Il Draft NBA 2015 va in scena il 25 giugno, la cornice è quella del Barclays Center di Brooklyn a New York. Le prime tre scelte assolute sono già andate, i nomi sono quelli che la maggior parte degli esperti aveva pronosticato. Ora tocca alla quarta scelta, in mano ai New York Knicks padroni di casa insieme ai Brooklyn Nets: il commissioner Adam Silver fa il suo ingresso, si avvicina al leggio e scandisce al microfono il nome di Kristaps Porziņģis. Il Center – riempito per la maggior parte da tifosi Knicks – esplode in una sequela di fischi, lamenti e urla di disapprovazione. C’è persino un ragazzino che si fa un selfie in lacrime per immortalare la sua delusione; altri prendono il cellulare per fare una veloce ricerca su Internet e tentare di capire chi è il nuovo giocatore della loro squadra: in fin dei conti a New York storsero il naso quando arrivò ai Nets Dražen Petrović, già da un paio d’anni nella NBA, figuriamoci che cosa possono pensare di un lettone diciannovenne che giocava a Siviglia.
Lo stesso Porziņģis – intervistato il giorno successivo – ammetterà candidamente di non esserla presa più di tanto perché ben conscio del fatto che difficilmente qualcuno poteva conoscerlo. In effetti nei confronti dei giocatori europei l’NBA ha sempre mantenuto un atteggiamento di sufficienza: soft, “molli”, è l’aggettivo stemperato che viene utilizzato per descriverli, in realtà quello che viene maggiormente pronunciato è pussies (“fighette”). Tutto questo gioca a sfavore del ragazzo nato nel 1995 a Liepāja che potrebbe rivelarsi la prossima grande delusione come Darko Miličić o Šarūnas Jasikevičius (che ebbe comunque una grande carriera in Europa) o stupire tutti ed essere il prossimo Dirk Nowitzki.
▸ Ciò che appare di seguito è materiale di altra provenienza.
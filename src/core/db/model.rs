use sqlx::Row;
use sqlx::sqlite::SqliteRow;
use time::OffsetDateTime;
use time::format_description::well_known::Rfc3339;

use crate::error::{Error, Result};
use crate::models::{DataRecord, ExtractionResult, OcrModelRecord};

pub(super) fn format_time(t: &OffsetDateTime) -> Result<String> {
    t.format(&Rfc3339)
        .map_err(|e| Error::Validation(format!("unformattable timestamp {t}: {e}")))
}

pub(super) fn parse_time(s: &str) -> Result<OffsetDateTime> {
    OffsetDateTime::parse(s, &Rfc3339)
        .map_err(|e| Error::Validation(format!("invalid stored timestamp {s:?}: {e}")))
}

impl TryFrom<SqliteRow> for OcrModelRecord {
    type Error = Error;

    fn try_from(row: SqliteRow) -> Result<Self> {
        let collected_info: String = row.try_get("collected_info")?;
        let created_at: String = row.try_get("created_at")?;
        let updated_at: String = row.try_get("updated_at")?;
        Ok(OcrModelRecord {
            id: row.try_get("id")?,
            counter_id: row.try_get("counter_id")?,
            file_name: row.try_get("file_name")?,
            file_path: row.try_get("file_path")?,
            collected_info: serde_json::from_str(&collected_info)?,
            created_at: parse_time(&created_at)?,
            updated_at: parse_time(&updated_at)?,
        })
    }
}

impl TryFrom<SqliteRow> for DataRecord {
    type Error = Error;

    fn try_from(row: SqliteRow) -> Result<Self> {
        let values: String = row.try_get("collected_info_values")?;
        let created_at: String = row.try_get("created_at")?;
        let updated_at: String = row.try_get("updated_at")?;
        Ok(DataRecord {
            id: row.try_get("id")?,
            counter_id: row.try_get("counter_id")?,
            ocr_model_id: row.try_get("ocr_model_id")?,
            flavor: row.try_get("flavor")?,
            size: row.try_get("size")?,
            collected_info_values: serde_json::from_str::<ExtractionResult>(&values)?,
            uploader_identity: row.try_get("uploader_identity")?,
            file_url: row.try_get("file_url")?,
            created_at: parse_time(&created_at)?,
            updated_at: parse_time(&updated_at)?,
        })
    }
}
Quello che però i fan statunitensi non sanno è che Porziņģis è l’ultimo grande talento di una tradizione cestistica come quella lettone che raggiunse il suo apice tra gli anni ’40 e ’60 per poi non tornare mai più a quei livelli. Il ragazzo è la speranza di un’intera nazione per ritornare a poter raccontare con orgoglio delle gesta di un lettone in uno sport che ha un peso specifico enorme nella cultura della nazione. Un giocatore con il suo talento può cambiare tutto in un paese che conta poco più di due milioni di abitanti. È il terzo giocatore lettone a giocare nella NBA, ma a differenza di Gundars Vētra – solo 13 gare nel 1993 con i Minnesota Timberwolves – e Andris Biedriņš (buon talento ma sprovvisto della benché minima etica del lavoro) questo ragazzo di 216 cm sembra destinato a grandi cose grazie a intelligenza, talento e dedizione.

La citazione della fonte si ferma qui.